Over the last three years, global macro funds on average delivered positive returns but they also trailed behind the hedge fund industry’s stronger returns.
Now with inflation surging and volatility ticking higher as central banks reverse years of monetary stimulus, the environment looks to be especially good for global macro funds.
“This environment will most likely lead to new inflows of capital to the strategy at the expense of other funds,” said Eamon McCooey, head of prime services at Wells Fargo.
Global macro funds invest only about 17% of the industry’s $4 trillion in assets, less than the roughly 30% invested by equity-focused hedge funds and the 28% invested by funds that bet on corporate events, Hedge Fund Research data show.
Through the first quarter, the latest available data, flows were picking up as investors sent $3 billion in new capital into these strategies, compared with $1.9 billion going into equity oriented funds. Overall $19.8 billion was added in the first quarter, HFR data show.

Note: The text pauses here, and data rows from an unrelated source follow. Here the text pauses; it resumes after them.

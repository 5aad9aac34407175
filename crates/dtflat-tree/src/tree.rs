//! Hierarchical node/property tree
//!
//! Provides [`ConfigTree`], an arena of [`ConfigNode`]s addressed by
//! [`NodeId`]. The tree is read freely; it is mutated only by committing or
//! reverting a [`ChangeSet`](crate::ChangeSet) (or by building it from a
//! [`TreeSnapshot`](crate::TreeSnapshot)).
//!
//! # Invariants
//! - Sibling names are unique.
//! - A node's path is computed from its parent chain, never stored.
//! - A detached node keeps its slot so that a revert can reattach it, but it
//!   is unreachable from the root and invisible to searches.

use crate::path::NodePath;
use crate::value::PropValue;
use std::fmt::{self, Display, Formatter};

/// Property carrying a node's compatible tags
pub const COMPATIBLE: &str = "compatible";

/// Handle to a node slot in a [`ConfigTree`]
#[derive(Debug, Clone, Copy, PartialEq, Eq, PartialOrd, Ord, Hash)]
pub struct NodeId(usize);

impl NodeId {
    /// Raw slot index
    #[inline]
    #[must_use]
    pub const fn index(self) -> usize {
        self.0
    }
}

impl Display for NodeId {
    fn fmt(&self, f: &mut Formatter<'_>) -> fmt::Result {
        write!(f, "node#{}", self.0)
    }
}

/// Named property
#[derive(Debug, Clone, PartialEq, Eq)]
pub struct Property {
    name: String,
    value: PropValue,
}

impl Property {
    /// Property name
    #[inline]
    #[must_use]
    pub fn name(&self) -> &str {
        &self.name
    }

    /// Property value
    #[inline]
    #[must_use]
    pub fn value(&self) -> &PropValue {
        &self.value
    }
}

/// A node in the tree
#[derive(Debug, Clone)]
pub struct ConfigNode {
    name: String,
    parent: Option<NodeId>,
    properties: Vec<Property>,
    children: Vec<NodeId>,
}

impl ConfigNode {
    fn new(name: String, parent: Option<NodeId>) -> Self {
        Self {
            name,
            parent,
            properties: Vec::new(),
            children: Vec::new(),
        }
    }

    /// Node name (empty for the root)
    #[inline]
    #[must_use]
    pub fn name(&self) -> &str {
        &self.name
    }

    /// Parent node, `None` for the root and for detached subtree heads
    #[inline]
    #[must_use]
    pub fn parent(&self) -> Option<NodeId> {
        self.parent
    }

    /// Properties in insertion order
    #[inline]
    #[must_use]
    pub fn properties(&self) -> &[Property] {
        &self.properties
    }

    /// Children in insertion order
    #[inline]
    #[must_use]
    pub fn children(&self) -> &[NodeId] {
        &self.children
    }

    /// Lookup property by name
    #[must_use]
    pub fn property(&self, name: &str) -> Option<&PropValue> {
        self.properties
            .iter()
            .find(|p| p.name == name)
            .map(|p| &p.value)
    }

    /// Compatible tags, in declaration order
    #[must_use]
    pub fn compatible(&self) -> Vec<&str> {
        self.property(COMPATIBLE)
            .and_then(PropValue::strings)
            .unwrap_or_default()
    }

    /// Check if the node advertises a compatible tag
    #[must_use]
    pub fn is_compatible(&self, tag: &str) -> bool {
        self.property(COMPATIBLE)
            .is_some_and(|v| v.contains_string(tag))
    }
}

/// In-memory hardware-description tree
#[derive(Debug, Clone)]
pub struct ConfigTree {
    nodes: Vec<Option<ConfigNode>>,
    root: NodeId,
}

impl ConfigTree {
    /// Create a tree holding only the root node
    #[must_use]
    pub fn new() -> Self {
        Self {
            nodes: vec![Some(ConfigNode::new(String::new(), None))],
            root: NodeId(0),
        }
    }

    /// Root node
    #[inline]
    #[must_use]
    pub fn root(&self) -> NodeId {
        self.root
    }

    /// Get node by id (attached or detached)
    #[inline]
    #[must_use]
    pub fn node(&self, id: NodeId) -> Option<&ConfigNode> {
        self.nodes.get(id.0).and_then(Option::as_ref)
    }

    /// Check if a node is reachable from the root
    #[must_use]
    pub fn is_attached(&self, id: NodeId) -> bool {
        let mut current = id;
        loop {
            if current == self.root {
                return true;
            }
            match self.node(current).and_then(ConfigNode::parent) {
                Some(parent) => current = parent,
                None => return false,
            }
        }
    }

    /// Children of a node (empty if unknown)
    #[must_use]
    pub fn children(&self, id: NodeId) -> &[NodeId] {
        self.node(id).map_or(&[][..], ConfigNode::children)
    }

    /// Lookup property on a node
    #[must_use]
    pub fn property(&self, id: NodeId, name: &str) -> Option<&PropValue> {
        self.node(id)?.property(name)
    }

    /// Absolute path of an attached node
    #[must_use]
    pub fn path(&self, id: NodeId) -> Option<NodePath> {
        let mut segments = Vec::new();
        let mut current = id;
        while current != self.root {
            let node = self.node(current)?;
            segments.push(node.name.clone());
            current = node.parent?;
        }
        segments.reverse();
        Some(NodePath::new(segments))
    }

    /// Path for log and error messages; falls back to the node id
    #[must_use]
    pub fn describe(&self, id: NodeId) -> String {
        self.path(id).map_or_else(|| id.to_string(), |p| p.to_string())
    }

    /// Direct child by name
    #[must_use]
    pub fn child_by_name(&self, parent: NodeId, name: &str) -> Option<NodeId> {
        self.children(parent)
            .iter()
            .copied()
            .find(|c| self.node(*c).is_some_and(|n| n.name == name))
    }

    /// First direct child advertising `tag`
    #[must_use]
    pub fn compatible_child(&self, parent: NodeId, tag: &str) -> Option<NodeId> {
        self.children(parent)
            .iter()
            .copied()
            .find(|c| self.node(*c).is_some_and(|n| n.is_compatible(tag)))
    }

    /// Resolve an absolute path
    #[must_use]
    pub fn find_by_path(&self, path: &NodePath) -> Option<NodeId> {
        path.iter()
            .try_fold(self.root, |current, seg| self.child_by_name(current, seg))
    }

    /// All attached nodes advertising `tag`, in pre-order
    #[must_use]
    pub fn find_compatible(&self, tag: &str) -> Vec<NodeId> {
        self.descendants(self.root)
            .into_iter()
            .filter(|id| self.node(*id).is_some_and(|n| n.is_compatible(tag)))
            .collect()
    }

    /// A node and all its descendants, in pre-order
    #[must_use]
    pub fn descendants(&self, id: NodeId) -> Vec<NodeId> {
        let mut out = Vec::new();
        let mut stack = vec![id];
        while let Some(current) = stack.pop() {
            if self.node(current).is_none() {
                continue;
            }
            out.push(current);
            stack.extend(self.children(current).iter().rev().copied());
        }
        out
    }

    /// Number of attached nodes, root included
    #[must_use]
    pub fn len(&self) -> usize {
        self.descendants(self.root).len()
    }

    /// A tree always has a root
    #[must_use]
    pub fn is_empty(&self) -> bool {
        false
    }

    fn node_mut(&mut self, id: NodeId) -> Result<&mut ConfigNode, TreeError> {
        self.nodes
            .get_mut(id.0)
            .and_then(Option::as_mut)
            .ok_or(TreeError::UnknownNode(id))
    }

    fn require_attached(&self, id: NodeId) -> Result<(), TreeError> {
        if self.node(id).is_none() {
            return Err(TreeError::UnknownNode(id));
        }
        if !self.is_attached(id) {
            return Err(TreeError::NotAttached(id));
        }
        Ok(())
    }

    /// Append a new child under an attached parent
    pub(crate) fn insert_child(&mut self, parent: NodeId, name: &str) -> Result<NodeId, TreeError> {
        validate_node_name(name)?;
        self.require_attached(parent)?;
        if self.child_by_name(parent, name).is_some() {
            return Err(TreeError::NameConflict {
                parent: self.describe(parent),
                name: name.to_string(),
            });
        }

        let id = NodeId(self.nodes.len());
        self.nodes.push(Some(ConfigNode::new(name.to_string(), Some(parent))));
        self.node_mut(parent)?.children.push(id);
        Ok(id)
    }

    /// Undo [`insert_child`](Self::insert_child): unlink and free the slot
    pub(crate) fn remove_inserted(&mut self, id: NodeId) -> Result<(), TreeError> {
        if !self.children(id).is_empty() {
            return Err(TreeError::HasChildren(self.describe(id)));
        }
        let parent = self.node(id).ok_or(TreeError::UnknownNode(id))?.parent;
        if let Some(parent) = parent {
            self.node_mut(parent)?.children.retain(|c| *c != id);
        }
        self.nodes[id.0] = None;
        Ok(())
    }

    /// Append a property that must not exist yet
    pub(crate) fn add_property(
        &mut self,
        id: NodeId,
        name: &str,
        value: PropValue,
    ) -> Result<(), TreeError> {
        validate_property_name(name)?;
        self.require_attached(id)?;
        if self.property(id, name).is_some() {
            return Err(TreeError::PropertyExists {
                node: self.describe(id),
                name: name.to_string(),
            });
        }
        self.node_mut(id)?.properties.push(Property {
            name: name.to_string(),
            value,
        });
        Ok(())
    }

    /// Replace an existing property in place, returning the previous value
    pub(crate) fn replace_property(
        &mut self,
        id: NodeId,
        name: &str,
        value: PropValue,
    ) -> Result<PropValue, TreeError> {
        self.require_attached(id)?;
        let described = self.describe(id);
        let node = self.node_mut(id)?;
        let prop = node
            .properties
            .iter_mut()
            .find(|p| p.name == name)
            .ok_or_else(|| TreeError::PropertyMissing {
                node: described,
                name: name.to_string(),
            })?;
        Ok(std::mem::replace(&mut prop.value, value))
    }

    /// Remove a property, returning its value
    pub(crate) fn remove_property(&mut self, id: NodeId, name: &str) -> Result<PropValue, TreeError> {
        let described = self.describe(id);
        let node = self.node_mut(id)?;
        let idx = node
            .properties
            .iter()
            .position(|p| p.name == name)
            .ok_or_else(|| TreeError::PropertyMissing {
                node: described,
                name: name.to_string(),
            })?;
        Ok(node.properties.remove(idx).value)
    }

    /// Unlink an attached node from its parent, returning `(parent, index)`
    pub(crate) fn detach(&mut self, id: NodeId) -> Result<(NodeId, usize), TreeError> {
        if id == self.root {
            return Err(TreeError::DetachRoot);
        }
        self.require_attached(id)?;
        let parent = self
            .node(id)
            .and_then(ConfigNode::parent)
            .ok_or(TreeError::NotAttached(id))?;
        let siblings = &mut self.node_mut(parent)?.children;
        let index = siblings
            .iter()
            .position(|c| *c == id)
            .ok_or(TreeError::NotAttached(id))?;
        siblings.remove(index);
        self.node_mut(id)?.parent = None;
        Ok((parent, index))
    }

    /// Undo [`detach`](Self::detach)
    pub(crate) fn reattach(&mut self, id: NodeId, parent: NodeId, index: usize) -> Result<(), TreeError> {
        let name = self.node(id).ok_or(TreeError::UnknownNode(id))?.name.clone();
        if self.child_by_name(parent, &name).is_some() {
            return Err(TreeError::NameConflict {
                parent: self.describe(parent),
                name,
            });
        }
        let siblings = &mut self.node_mut(parent)?.children;
        let index = index.min(siblings.len());
        siblings.insert(index, id);
        self.node_mut(id)?.parent = Some(parent);
        Ok(())
    }
}

impl Default for ConfigTree {
    fn default() -> Self {
        Self::new()
    }
}

/// Validate a node name (non-empty, no `/`, no NUL)
///
/// # Errors
/// Returns [`TreeError::InvalidName`] for malformed names
pub fn validate_node_name(name: &str) -> Result<(), TreeError> {
    if name.is_empty() || name.contains(|c| c == '/' || c == '\0') {
        return Err(TreeError::InvalidName(name.to_string()));
    }
    Ok(())
}

/// Validate a property name (same rules as node names)
///
/// # Errors
/// Returns [`TreeError::InvalidName`] for malformed names
pub fn validate_property_name(name: &str) -> Result<(), TreeError> {
    validate_node_name(name)
}

/// Errors raised by tree mutations
#[derive(Debug, Clone, PartialEq, Eq, thiserror::Error)]
pub enum TreeError {
    /// Slot is empty or out of range
    #[error("unknown node: {0}")]
    UnknownNode(NodeId),

    /// Node is not reachable from the root
    #[error("node {0} is not attached to the tree")]
    NotAttached(NodeId),

    /// The root cannot be detached
    #[error("the root node cannot be detached")]
    DetachRoot,

    /// Sibling with the same name exists
    #[error("node '{parent}' already has a child named '{name}'")]
    NameConflict { parent: String, name: String },

    /// Property already present
    #[error("node '{node}' already has property '{name}'")]
    PropertyExists { node: String, name: String },

    /// Property not present
    #[error("node '{node}' has no property '{name}'")]
    PropertyMissing { node: String, name: String },

    /// Malformed node or property name
    #[error("invalid name: '{0}'")]
    InvalidName(String),

    /// A staged node reference was used before its creation was applied
    #[error("staged node #{0} was never created")]
    UnresolvedStaged(usize),

    /// Only leaf nodes can be freed
    #[error("node '{0}' still has children")]
    HasChildren(String),
}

Scott Bessent, who runs Key Square Group after having cemented his reputation as a top global macro investor by helping billionaire George Soros engineer his famous bet against the British pound 30 years ago, told investors he is even more enthusiastic about the environment now than in early January.
“We are now seeing a series of longstanding economic, political, monetary and portfolio management systems breakdown,” Bessent said in his letter. “What we see for the remainder of the 2020s is a cascading series of system collapses.”
This is opening the way for a “large pipeline of vast opportunities,” Bessent said, adding that events with a small probability of occurring are “becoming more numerous” as central banks are reversing ultra-loose monetary policies.
The firm declined to comment further on the letter.
Individual funds’ returns are making the case, with the blue chip Brevan Howard Master Fund up 12.04% this year through April while the tiny Trium Larissa Global Macro fund is up 30.9% in the first four months of 2022.
Bridgewater’s Pure Alpha posted a return of 26.37% in the first four months. The firm told investors it is approaching capacity limits, according to excerpts of a letter seen by Reuters. A source familiar with the situation said the firm is considering returning capital to investors in the near term.
AQR’s Global Macro Strategy is up 21% and told investors its strategy has benefited from high inflation and also from the end of fiscal stimulus.
Graham Capital Management’s Quant Macro rose 21.7%, helped by commodities and foreign exchange.
“We are finally in an environment that we expect to stay really conducive for the macro strategy,” said Darren Wolf, global head of investments, alternative investment strategies at global investment company abrdn, which is headquartered in Edinburgh.
To position themselves to take advantage of the shift in tastes and capital, some firms are adding strategies. Cinctive Capital Management hired former Brevan Howard trader Giles Coppel this year to build out a team as clients were asking for it. Earlier in the year Schonfeld Strategic Advisors earmarked $5 billion to the strategy.
Investors believe macro managers are likely to keep the momentum going, given that markets are expected to both bounce higher and lower with volatility. But there could be some pitfalls.
“You can have a problem when many managers are crowded in like trades,” said Christian Lee, head of international alternative investments Itau USA Asset Management, which oversees $11 billion in a fund of funds.
“One example is the commodity trade. It’s become quite popular and it’s worked very well. Commodities can be some of the most volatile assets out there so one might want to be a bit cautious.”